EOGHAN: That's interesting on two counts: In many Africa traditions, trembling is associated with spirit presence and possession. And it is customary among diviners to use a pendulum, not a coin, but some sort of pendulum, and to wear it as part of a necklace until it is needed for use.
MISS CAT: The reason a coin worked here was that, the way it was described to me, the trembling created flashes of light.
EOGHAN: Lest we forget, Robert Farris Thompson named his book on African magic _Flash of the Spirit_ because that is another way that spirits reveal themselves, by a flash of light.
MISS CAT: Exactly!
DARA: There are traditional Native ceremonies for finding lost things. They are held outside sweat lodges, but indoors, in blacked-out rooms. Spirits come in, race around, make noise, and either bring lost object into room or throw it onto roof.
MISS CAT: Dreaming of lost objects is a popular hoodoo method of finding them; you call on friendly spirits to reveal the location to you. You can incubate the dream by fasting ahead of time, drinking psychic herb tea -- prepare yourself as if seeking lucky numbers.
Contacting lost people is different. Some NA methods have entered hoodoo. Using tobacco to find lost people is probably NA because tobacco is not African: Take tobacco snuff, sprinkle on mailbox to get letter from missing person or tobacco oil on mailbox or phone, mixed with salt. Compare use of tobacco in court cases.
Dara, do you know any more about NA use of tobacco this way?
DARA: No. Ceremony I described is very involved, involves trained singers, flags marking 4 corners of space., etc.
MISS CAT: 1 more from Hohman: [Cat paraphrased this on account of its length, but I paste it here in full. -- MCM]

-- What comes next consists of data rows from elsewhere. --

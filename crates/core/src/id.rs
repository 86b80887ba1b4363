//! Strongly-typed identifiers used across the stock ledger.

use core::str::FromStr;
use serde::{Deserialize, Serialize};
use uuid::Uuid;

use crate::error::StockError;

/// Identifier of a product (owned by the catalog; opaque to the ledger).
#[derive(Debug, Copy, Clone, PartialEq, Eq, PartialOrd, Ord, Hash, Serialize, Deserialize)]
#[serde(transparent)]
pub struct ProductId(Uuid);

/// Identifier of a warehouse branch.
#[derive(Debug, Copy, Clone, PartialEq, Eq, PartialOrd, Ord, Hash, Serialize, Deserialize)]
#[serde(transparent)]
pub struct BranchId(Uuid);

/// Identifier of a committed movement record.
#[derive(Debug, Copy, Clone, PartialEq, Eq, PartialOrd, Ord, Hash, Serialize, Deserialize)]
#[serde(transparent)]
pub struct MovementId(Uuid);

/// Identifier of whoever performed an operation (user, service account, job).
#[derive(Debug, Copy, Clone, PartialEq, Eq, PartialOrd, Ord, Hash, Serialize, Deserialize)]
#[serde(transparent)]
pub struct ActorId(Uuid);

macro_rules! impl_uuid_newtype {
    ($t:ty, $name:literal) => {
        impl $t {
            /// Create a new identifier.
            ///
            /// Uses UUIDv7 (time-ordered). Prefer passing IDs explicitly in tests
            /// for determinism.
            pub fn new() -> Self {
                Self(Uuid::now_v7())
            }

            pub fn from_uuid(uuid: Uuid) -> Self {
                Self(uuid)
            }

            pub fn as_uuid(&self) -> &Uuid {
                &self.0
            }
        }

        impl Default for $t {
            fn default() -> Self {
                Self::new()
            }
        }

        impl core::fmt::Display for $t {
            fn fmt(&self, f: &mut core::fmt::Formatter<'_>) -> core::fmt::Result {
                core::fmt::Display::fmt(&self.0, f)
            }
        }

        impl From<Uuid> for $t {
            fn from(value: Uuid) -> Self {
                Self(value)
            }
        }

        impl From<$t> for Uuid {
            fn from(value: $t) -> Self {
                value.0
            }
        }

        impl FromStr for $t {
            type Err = StockError;

            fn from_str(s: &str) -> Result<Self, Self::Err> {
                let uuid = Uuid::from_str(s)
                    .map_err(|e| StockError::invalid(format!("{}: {}", $name, e)))?;
                Ok(Self(uuid))
            }
        }
    };
}

impl_uuid_newtype!(ProductId, "ProductId");
impl_uuid_newtype!(BranchId, "BranchId");
impl_uuid_newtype!(MovementId, "MovementId");
impl_uuid_newtype!(ActorId, "ActorId");
//! Audit replay: rebuild balances from the movement log and compare with the ledger.

use std::collections::BTreeMap;

use serde::{Deserialize, Serialize};

use stockroom_core::{BranchId, ProductId};

use crate::movement::{Movement, MovementKind};
use crate::record::{InventoryRecord, RecordKey};

/// Conservation check for one product.
#[derive(Debug, Clone, PartialEq, Eq, Serialize, Deserialize)]
pub struct ProductBalance {
    pub product_id: ProductId,
    /// Sum of ledger quantities across branches. Totals are widened so that
    /// several rows near `i64::MAX` still add up exactly.
    pub on_hand: i128,
    pub inbound: i128,
    pub outbound: i128,
    /// `on_hand == inbound - outbound`.
    pub balanced: bool,
}

/// A ledger row that disagrees with the replayed log.
#[derive(Debug, Clone, PartialEq, Eq, Serialize, Deserialize)]
pub struct Discrepancy {
    pub product_id: ProductId,
    pub branch_id: BranchId,
    pub recorded: i128,
    pub replayed: i128,
}

#[derive(Debug, Clone, Default, PartialEq, Eq, Serialize, Deserialize)]
pub struct ReconciliationReport {
    pub products: Vec<ProductBalance>,
    pub discrepancies: Vec<Discrepancy>,
}

impl ReconciliationReport {
    pub fn is_consistent(&self) -> bool {
        self.discrepancies.is_empty() && self.products.iter().all(|p| p.balanced)
    }
}

#[derive(Default)]
struct Totals {
    on_hand: i128,
    inbound: i128,
    outbound: i128,
}

/// Replay `movements` per (product, branch) and compare against `records`.
pub fn reconcile(records: &[InventoryRecord], movements: &[Movement]) -> ReconciliationReport {
    let mut replayed: BTreeMap<RecordKey, i128> = BTreeMap::new();
    let mut totals: BTreeMap<ProductId, Totals> = BTreeMap::new();

    for m in movements {
        let t = totals.entry(m.product_id).or_default();
        match m.kind {
            MovementKind::Inbound => t.inbound += i128::from(m.quantity),
            MovementKind::Outbound => t.outbound += i128::from(m.quantity),
            MovementKind::Transfer => {}
        }
        if let Some(from) = m.from_branch_id {
            *replayed.entry(RecordKey::new(m.product_id, from)).or_default() -= i128::from(m.quantity);
        }
        if let Some(to) = m.to_branch_id {
            *replayed.entry(RecordKey::new(m.product_id, to)).or_default() += i128::from(m.quantity);
        }
    }

    let mut recorded: BTreeMap<RecordKey, i128> = BTreeMap::new();
    for r in records {
        recorded.insert(r.key(), i128::from(r.quantity));
        totals.entry(r.product_id).or_default().on_hand += i128::from(r.quantity);
    }

    let mut keys: Vec<RecordKey> = replayed.keys().chain(recorded.keys()).copied().collect();
    keys.sort();
    keys.dedup();

    let discrepancies = keys
        .into_iter()
        .filter_map(|key| {
            let recorded = recorded.get(&key).copied().unwrap_or(0);
            let replayed = replayed.get(&key).copied().unwrap_or(0);
            (recorded != replayed).then_some(Discrepancy {
                product_id: key.product_id,
                branch_id: key.branch_id,
                recorded,
                replayed,
            })
        })
        .collect();

    let products = totals
        .into_iter()
        .map(|(product_id, t)| ProductBalance {
            product_id,
            on_hand: t.on_hand,
            inbound: t.inbound,
            outbound: t.outbound,
            balanced: t.on_hand == t.inbound - t.outbound,
        })
        .collect();

    ReconciliationReport {
        products,
        discrepancies,
    }
}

"How To Recover Stolen Goods.
"Take good care to notice through which door the thief passed out, and
cut off three small chips from the posts of that door; then take these
three chips to a wagon, unbeshrewdly, however [i.e., making sure no
one sees you]; take off one of the wheels and put the three chips into
the stock of the wheel [where the axle goes], in the three highest
names, then turn the wheel backwards; and say:
"Thief, thief, thief! Turn back with the stolen goods: thou art forced
to do it by the Almighty power of God: + + + God the Father calls thee
back, God the son turns thee back so that thou must return, and God,
the Holy Ghost leads thee back, until thou arrive at the place from
which thou hast stolen. By the almighty power of God the Father thou
must come; by the wisdom of God the Son thou hast neither peace nor
quiet until thou hast returned the stolen goods to their former place;
by the grace of God the Holy Ghost thou must ran and jump and canst
find no peace or rest until thou arrivest at the place from which thou
hast Stolen. God the Father binds thee, God the Son forces thee, and
God the Holy Ghost turns thee back. (You must not turn the wheel too
fast.) Thief, thou must come, + + + thief, thou must come, + + +
thief, thou must come, + + +. If thou art more almighty, thief, thief,
thief; if thou art more almighty than God himself, then you may remain
where you are. The ten commandments force thee -- thou shalt not
steal, and therefore thou must come. + + + Amen."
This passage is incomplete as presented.